Le Pale di San Martino sotto la luna, arrossate al tramonto (fenomeno noto come enrosadira) (2)
Le vette,
ora che il sole declina negli avvallamenti dell’Ovest,
si caricano di riverberi
divengono antiche e gloriose
Sono oro e porpora che splende in sé stesso,
nel cielo puro ancor più alto e lontano.
Lentamente sale verso di esse la massa diafana dei vapori,
che le valli e le selve emettono nell’attesa della sera.
La nostra via, che si immerge nell’abetaia,
di colpo le abolisce
Non risorgono che quando le nostre macchine,
liberandosi del bosco con rudi zig-zag
sboccano a San Martino di Castrozza.
Allora tutta la zona superiore è del color del sogno:
un indefinito in cui soli, sospesi fra i vapori e il cielo,
di un medesimo colore cinereo e filigranato,
permangono gli apici delle vette.
Luminosità disincarnate,
sono come dei ricordi, come delle nostalgie,
come degli chi immateriali
Sussistono così,
inverosimilmente in alto,
mentre l’aria si fa fredda, secca, tagliente.
Le macchine si arrestano
Grand Hotel delle Dolomiti
un grande transatlantico ancorato nella penombra
Luci splendenti, allineate, regolari
trasformazione subitanea:
l’Alpe non esiste più
è un brano di metropoli mondana
eleganze, smoking per il pranzo, grooms,
in un tepore artificioso
Primi sobbalzi del ritmo menadico dello jazz

Il “Grand Hotel des Alpes” sotto il Cimone della Pala, a San Martino di Castrozza, in una cartolina d’epoca (la struttura è ancora perfettamente funzionante, come albergo di lusso a quattro stelle): il “transatlantico ancorato nella penombra” descritto da Evola, esempio dell’artificiosa, violenta trasposizione della metropoli in montagna
L’altopiano delle Pale
Sentieri alpestri dalla zona delle abetaie
portano alla zona dei ginepri,
e infine a quella delle nude rocce dolomitiche
scheggiate, saettate da canaloni
[e da ghiaioni di un bianco-calce abbacinante
sboccano sull’altopiano delle Pale,
limite ultimo dei più arditi
una esperienza senza pari, unica, impressionante
è il senso come di un deserto lunare immobile,
uniforme e senza distanza
null’altro che roccia nuda per chilometri
levigata,
in un colore unico fra la pomice e l’argento opaco,
priva di riflessi,
arida, senza vita,
senza suono, senza moto
chiazze di nevai qua e là,
ora abbaglianti,
ora preziosi, jalini (3)
più in fondo, un ghiacciaio: la Fradusta (4).

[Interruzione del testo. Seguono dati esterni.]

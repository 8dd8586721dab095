//! Conflict Detection Tests
//!
//! A commit fails exactly when a logged write falls inside one of its read
//! bounds. A write is logged only while some open read covers it.

use crate::common::*;
use tupledb::prelude::*;
use tupledb::{ConcurrencyLog, Error};

#[test]
fn concurrent_write_into_read_range_conflicts() {
    let client = client_with(&[(&["score", "ada"], Value::from(1))]);

    let mut reader = client.transact();
    let rows = reader.scan(Bounds::prefix(tuple(&["score"]))).unwrap();
    assert_eq!(rows.len(), 1);

    let mut writer = client.transact();
    writer.set(tuple(&["score", "bob"]), Value::from(2)).unwrap();
    writer.commit().unwrap();

    reader.set(tuple(&["total"]), Value::from(1)).unwrap();
    let err = reader.commit().unwrap_err();
    assert!(err.is_retryable());
    match err {
        Error::ReadWriteConflict {
            writer_tx_id,
            tuple: written,
            ..
        } => {
            assert_eq!(writer_tx_id, writer.id());
            assert_eq!(written, tuple(&["score", "bob"]));
        }
        other => panic!("expected conflict, got {other:?}"),
    }
    assert_eq!(client.database().metrics().total_conflicted, 1);
    assert_eq!(client.get(tuple(&["total"])).unwrap(), None);
}

#[test]
fn write_outside_read_range_does_not_conflict() {
    let client = client();

    let mut reader = client.transact();
    reader.scan(Bounds::prefix(tuple(&["a"]))).unwrap();

    client
        .commit(WriteOps::new().with_set(tuple(&["b", "1"]), Value::Null), None)
        .unwrap();

    reader.set(tuple(&["a", "1"]), Value::Null).unwrap();
    reader.commit().unwrap();
}

#[test]
fn uncovered_write_before_read_does_not_conflict() {
    let client = client();

    let mut reader = client.transact();
    client
        .commit(WriteOps::new().with_set(tuple(&["a"]), Value::from(1)), None)
        .unwrap();

    assert_eq!(reader.get(tuple(&["a"])).unwrap(), Some(Value::from(1)));
    reader.set(tuple(&["b"]), Value::from(2)).unwrap();
    reader.commit().unwrap();
}

#[test]
fn covered_write_conflicts_with_later_read() {
    let client = client();

    let mut watcher = client.transact();
    watcher.scan(Bounds::prefix(tuple(&["a"]))).unwrap();

    client
        .commit(WriteOps::new().with_set(tuple(&["a", "1"]), Value::from(1)), None)
        .unwrap();

    let mut reader = client.transact();
    assert_eq!(reader.get(tuple(&["a", "1"])).unwrap(), Some(Value::from(1)));
    reader.set(tuple(&["b"]), Value::from(2)).unwrap();
    assert!(reader.commit().unwrap_err().is_conflict());

    watcher.cancel().unwrap();
    assert_eq!(client.database().log_len(), 0);
}

#[test]
fn point_read_conflicts_on_remove() {
    let client = client_with(&[(&["flag"], Value::from(true))]);

    let mut reader = client.transact();
    assert!(reader.exists(tuple(&["flag"])).unwrap());

    client
        .commit(WriteOps::new().with_remove(tuple(&["flag"])), None)
        .unwrap();

    assert!(reader.commit().unwrap_err().is_conflict());
}

#[test]
fn subspace_reads_conflict_on_absolute_keys() {
    let client = client();
    let users = client.subspace(tuple(&["users"]));

    let mut reader = users.transact();
    reader.scan(Bounds::new()).unwrap();

    client
        .commit(WriteOps::new().with_set(tuple(&["users", "eve"]), Value::Null), None)
        .unwrap();

    assert!(reader.commit().unwrap_err().is_conflict());
}

#[test]
fn first_committer_wins() {
    let client = client_with(&[(&["counter"], Value::from(0))]);

    let mut a = client.transact();
    let mut b = client.transact();
    let va = a.get(tuple(&["counter"])).unwrap().and_then(|v| v.as_number()).unwrap();
    let vb = b.get(tuple(&["counter"])).unwrap().and_then(|v| v.as_number()).unwrap();

    a.set(tuple(&["counter"]), Value::from(va + 1.0)).unwrap();
    b.set(tuple(&["counter"]), Value::from(vb + 1.0)).unwrap();

    a.commit().unwrap();
    assert!(b.commit().unwrap_err().is_conflict());
    assert_eq!(client.get(tuple(&["counter"])).unwrap(), Some(Value::from(1.0)));
}

#[test]
fn log_is_collected_once_readers_finish() {
    let client = client();

    let mut reader = client.transact();
    reader.scan(Bounds::new()).unwrap();
    client
        .commit(WriteOps::new().with_set(tuple(&["x"]), Value::Null), None)
        .unwrap();
    assert!(client.database().log_len() > 0);

    reader.cancel().unwrap();
    client
        .commit(WriteOps::new().with_set(tuple(&["y"]), Value::Null), None)
        .unwrap();
    assert_eq!(client.database().log_len(), 0);
}

#[test]
fn raw_log_reports_first_conflicting_write() {
    let mut log = ConcurrencyLog::new();
    let reader = TxId::new();
    let w1 = TxId::new();
    let w2 = TxId::new();

    log.read(reader, Bounds::prefix(tuple(&["k"])).normalize());
    log.write(w1, tuple(&["k", "1"]));
    log.write(w2, tuple(&["k", "2"]));

    let conflict = log.commit(reader).unwrap_err();
    assert_eq!(conflict.writer_tx_id, w1);
    assert_eq!(conflict.tuple, tuple(&["k", "1"]));
}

E’ veramente qualcosa che percuote,
che lascia nell’animo un indicibile
[e indelebile senso di sgomento e di grandezza
E il silenzio,
nella notte, assoluto,
e la detersa volta celeste,
così possente,
così vertiginosa,
così solenne!

L’Altopiano delle Pale, con in primo piano una porzione del ghiacciaio Fradusta, celebrato da Evola e, in fondo, l’omonimo lago. L’immagine risale al 2012: oggi il ghiacciaio è praticamente scomparso (5)
Note:
(1) tratto da “Lettere di Julius Evola a Tristan Tzara”, a cura di Elisabetta Valento, Fondazione J. Evola, Roma 1991, pp. 44-48; lettera riportata in calce al capitolo II de “Il cammino del cinabro”, edizione riveduta, 2014, Edizioni Mediterranee.
(2) free image from wikipedia, under Creative Commons Attribution-Share Alike 2.5 Generic license (author: Stefano Merler –Merlo – and Monica Dallabona);
(3) jalino è da intendersi nel senso di trasparente e lucente come il quarzo (cfr. nota del curatore in Meditazioni delle Vette, Edizioni Mediterranee, parte prima, cap. I);
(4) da notare che Evola nell’articolo in oggetto, sbagliando, scrisse “Fredusta”;
(5) free image from wikipedia, under Creative Commons Attribution-Share Alike 3.0 Unported license (author: Svíčková)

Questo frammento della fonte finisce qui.